### [Problem statement]
Check each line of the data for "Deserialize" and select those that have it.

(Collected data entries)
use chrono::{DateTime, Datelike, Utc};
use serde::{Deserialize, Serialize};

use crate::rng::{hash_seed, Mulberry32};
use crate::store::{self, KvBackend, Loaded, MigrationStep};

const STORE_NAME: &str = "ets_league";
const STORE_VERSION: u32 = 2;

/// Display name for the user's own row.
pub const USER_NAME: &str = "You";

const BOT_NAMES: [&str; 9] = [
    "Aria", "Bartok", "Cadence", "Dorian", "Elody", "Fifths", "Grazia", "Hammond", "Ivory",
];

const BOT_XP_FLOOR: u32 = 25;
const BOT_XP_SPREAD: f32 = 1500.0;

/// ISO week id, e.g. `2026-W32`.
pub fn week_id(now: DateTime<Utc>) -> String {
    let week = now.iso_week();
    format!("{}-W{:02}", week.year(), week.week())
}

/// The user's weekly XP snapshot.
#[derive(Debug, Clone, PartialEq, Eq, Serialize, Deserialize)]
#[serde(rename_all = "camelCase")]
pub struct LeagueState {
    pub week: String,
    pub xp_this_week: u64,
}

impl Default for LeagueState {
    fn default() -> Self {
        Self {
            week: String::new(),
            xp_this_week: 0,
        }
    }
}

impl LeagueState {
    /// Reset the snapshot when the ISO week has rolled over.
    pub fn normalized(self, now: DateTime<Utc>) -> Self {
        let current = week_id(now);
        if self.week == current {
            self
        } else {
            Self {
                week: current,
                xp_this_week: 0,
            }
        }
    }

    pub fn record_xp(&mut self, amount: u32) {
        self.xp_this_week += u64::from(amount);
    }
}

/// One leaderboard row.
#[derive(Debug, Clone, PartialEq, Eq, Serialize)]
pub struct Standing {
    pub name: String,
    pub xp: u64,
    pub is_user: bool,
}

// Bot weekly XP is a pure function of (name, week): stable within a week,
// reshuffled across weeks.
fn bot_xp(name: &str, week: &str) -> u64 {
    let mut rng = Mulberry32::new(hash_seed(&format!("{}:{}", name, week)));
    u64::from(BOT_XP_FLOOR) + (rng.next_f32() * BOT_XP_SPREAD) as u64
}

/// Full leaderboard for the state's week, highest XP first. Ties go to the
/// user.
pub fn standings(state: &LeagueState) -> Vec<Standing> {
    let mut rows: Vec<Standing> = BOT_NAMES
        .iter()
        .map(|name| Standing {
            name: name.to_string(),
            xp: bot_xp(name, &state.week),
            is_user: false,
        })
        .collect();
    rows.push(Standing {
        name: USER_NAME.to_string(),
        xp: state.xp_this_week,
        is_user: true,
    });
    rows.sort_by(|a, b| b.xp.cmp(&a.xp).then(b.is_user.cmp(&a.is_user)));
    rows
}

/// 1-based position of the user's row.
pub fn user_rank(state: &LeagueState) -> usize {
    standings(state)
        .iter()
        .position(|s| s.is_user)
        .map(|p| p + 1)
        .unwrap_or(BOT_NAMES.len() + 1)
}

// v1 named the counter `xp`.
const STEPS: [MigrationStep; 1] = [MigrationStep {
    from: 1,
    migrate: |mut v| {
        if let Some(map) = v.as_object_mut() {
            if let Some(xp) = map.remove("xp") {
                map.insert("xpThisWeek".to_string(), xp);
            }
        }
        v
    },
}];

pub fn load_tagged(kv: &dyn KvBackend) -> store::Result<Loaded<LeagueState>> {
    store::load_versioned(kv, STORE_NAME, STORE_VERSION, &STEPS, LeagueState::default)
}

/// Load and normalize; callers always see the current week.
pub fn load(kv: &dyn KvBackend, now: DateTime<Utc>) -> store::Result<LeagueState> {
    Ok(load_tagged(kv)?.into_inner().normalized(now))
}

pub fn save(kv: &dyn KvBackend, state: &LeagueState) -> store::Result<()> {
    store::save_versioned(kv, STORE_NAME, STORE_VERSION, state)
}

---

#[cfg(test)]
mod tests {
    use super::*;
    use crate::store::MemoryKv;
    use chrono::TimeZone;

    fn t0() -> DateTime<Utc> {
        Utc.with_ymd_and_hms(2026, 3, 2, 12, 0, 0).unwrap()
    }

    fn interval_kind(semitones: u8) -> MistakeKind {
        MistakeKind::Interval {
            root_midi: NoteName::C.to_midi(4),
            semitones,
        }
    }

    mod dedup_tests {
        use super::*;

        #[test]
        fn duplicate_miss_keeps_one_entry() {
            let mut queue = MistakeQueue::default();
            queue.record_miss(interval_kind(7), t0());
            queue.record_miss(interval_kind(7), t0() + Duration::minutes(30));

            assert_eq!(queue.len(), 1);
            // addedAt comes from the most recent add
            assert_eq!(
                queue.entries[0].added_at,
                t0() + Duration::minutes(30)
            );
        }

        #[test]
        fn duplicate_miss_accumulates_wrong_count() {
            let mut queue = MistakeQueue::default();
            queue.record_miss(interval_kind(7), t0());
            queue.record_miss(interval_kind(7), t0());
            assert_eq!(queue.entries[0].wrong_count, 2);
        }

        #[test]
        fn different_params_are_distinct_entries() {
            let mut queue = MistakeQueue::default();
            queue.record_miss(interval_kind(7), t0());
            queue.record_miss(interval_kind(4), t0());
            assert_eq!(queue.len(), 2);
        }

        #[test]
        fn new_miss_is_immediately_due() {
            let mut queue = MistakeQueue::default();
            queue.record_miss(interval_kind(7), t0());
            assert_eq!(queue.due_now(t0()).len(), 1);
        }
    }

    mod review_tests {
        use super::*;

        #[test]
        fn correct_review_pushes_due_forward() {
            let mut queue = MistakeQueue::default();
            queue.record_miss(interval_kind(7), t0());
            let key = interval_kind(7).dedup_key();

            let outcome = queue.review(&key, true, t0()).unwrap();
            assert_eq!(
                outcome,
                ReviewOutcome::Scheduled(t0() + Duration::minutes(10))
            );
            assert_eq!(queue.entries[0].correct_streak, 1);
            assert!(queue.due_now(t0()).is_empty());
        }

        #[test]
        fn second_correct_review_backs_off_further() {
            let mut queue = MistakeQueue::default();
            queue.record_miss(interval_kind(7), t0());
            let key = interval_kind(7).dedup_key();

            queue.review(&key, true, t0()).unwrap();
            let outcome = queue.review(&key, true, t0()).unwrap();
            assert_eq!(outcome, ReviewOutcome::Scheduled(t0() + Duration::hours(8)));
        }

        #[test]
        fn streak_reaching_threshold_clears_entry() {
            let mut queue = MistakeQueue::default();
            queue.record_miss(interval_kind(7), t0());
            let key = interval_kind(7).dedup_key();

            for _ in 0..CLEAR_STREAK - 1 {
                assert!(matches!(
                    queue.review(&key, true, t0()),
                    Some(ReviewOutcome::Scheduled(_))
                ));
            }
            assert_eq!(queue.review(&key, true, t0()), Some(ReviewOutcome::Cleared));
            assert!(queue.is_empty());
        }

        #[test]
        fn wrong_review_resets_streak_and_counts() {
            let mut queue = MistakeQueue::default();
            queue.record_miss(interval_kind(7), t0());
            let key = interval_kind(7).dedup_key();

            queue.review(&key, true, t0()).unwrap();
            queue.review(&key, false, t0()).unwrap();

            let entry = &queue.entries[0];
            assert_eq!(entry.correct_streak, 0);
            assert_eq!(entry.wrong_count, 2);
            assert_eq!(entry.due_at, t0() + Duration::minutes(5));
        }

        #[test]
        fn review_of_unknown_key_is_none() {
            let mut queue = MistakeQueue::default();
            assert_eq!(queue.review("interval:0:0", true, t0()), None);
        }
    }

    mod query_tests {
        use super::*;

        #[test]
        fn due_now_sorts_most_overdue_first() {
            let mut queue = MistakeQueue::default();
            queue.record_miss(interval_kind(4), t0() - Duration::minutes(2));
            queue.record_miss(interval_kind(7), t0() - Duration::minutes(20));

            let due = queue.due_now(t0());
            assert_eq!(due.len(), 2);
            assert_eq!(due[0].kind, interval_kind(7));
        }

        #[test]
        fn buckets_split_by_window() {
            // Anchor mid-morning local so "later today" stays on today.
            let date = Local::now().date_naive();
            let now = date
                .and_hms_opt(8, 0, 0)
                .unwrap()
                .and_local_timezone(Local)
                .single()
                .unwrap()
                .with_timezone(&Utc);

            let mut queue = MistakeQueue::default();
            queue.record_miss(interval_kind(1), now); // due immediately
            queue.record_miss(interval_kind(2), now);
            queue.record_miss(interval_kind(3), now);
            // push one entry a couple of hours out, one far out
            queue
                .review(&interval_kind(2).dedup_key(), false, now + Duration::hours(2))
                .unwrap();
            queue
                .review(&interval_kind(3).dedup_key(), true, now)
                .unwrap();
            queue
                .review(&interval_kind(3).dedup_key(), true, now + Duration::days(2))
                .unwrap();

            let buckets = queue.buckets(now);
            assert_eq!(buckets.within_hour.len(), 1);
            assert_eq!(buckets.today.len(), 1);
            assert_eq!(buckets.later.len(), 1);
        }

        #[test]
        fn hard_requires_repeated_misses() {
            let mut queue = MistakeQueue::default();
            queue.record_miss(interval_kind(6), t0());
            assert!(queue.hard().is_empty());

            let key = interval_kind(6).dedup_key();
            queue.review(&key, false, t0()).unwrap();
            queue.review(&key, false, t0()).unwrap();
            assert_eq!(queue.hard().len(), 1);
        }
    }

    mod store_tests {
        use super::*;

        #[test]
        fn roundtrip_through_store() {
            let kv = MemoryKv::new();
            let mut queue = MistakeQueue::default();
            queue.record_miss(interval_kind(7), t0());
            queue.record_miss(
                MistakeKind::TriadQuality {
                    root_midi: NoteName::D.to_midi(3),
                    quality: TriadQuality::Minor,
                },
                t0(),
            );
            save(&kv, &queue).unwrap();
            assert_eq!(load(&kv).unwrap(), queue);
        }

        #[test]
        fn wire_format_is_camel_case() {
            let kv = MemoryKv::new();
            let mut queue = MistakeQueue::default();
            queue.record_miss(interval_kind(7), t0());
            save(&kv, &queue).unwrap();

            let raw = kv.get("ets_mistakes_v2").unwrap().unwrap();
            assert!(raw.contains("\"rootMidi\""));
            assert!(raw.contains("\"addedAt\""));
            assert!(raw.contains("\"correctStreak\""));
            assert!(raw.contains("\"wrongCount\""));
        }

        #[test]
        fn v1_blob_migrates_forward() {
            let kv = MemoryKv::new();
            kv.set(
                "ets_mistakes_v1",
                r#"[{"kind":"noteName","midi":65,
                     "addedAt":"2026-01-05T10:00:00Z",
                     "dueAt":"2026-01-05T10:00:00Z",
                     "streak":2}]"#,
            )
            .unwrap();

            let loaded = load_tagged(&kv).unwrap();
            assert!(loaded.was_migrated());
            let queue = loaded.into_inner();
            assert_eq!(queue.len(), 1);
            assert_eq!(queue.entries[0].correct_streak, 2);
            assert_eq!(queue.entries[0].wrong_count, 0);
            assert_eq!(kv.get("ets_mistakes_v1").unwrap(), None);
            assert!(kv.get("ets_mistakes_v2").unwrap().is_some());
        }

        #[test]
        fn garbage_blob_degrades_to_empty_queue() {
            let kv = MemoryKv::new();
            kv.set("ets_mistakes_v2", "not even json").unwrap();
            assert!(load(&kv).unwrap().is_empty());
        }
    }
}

### [Reply]
use serde::{Deserialize, Serialize};
#[derive(Debug, Clone, PartialEq, Eq, Serialize, Deserialize)]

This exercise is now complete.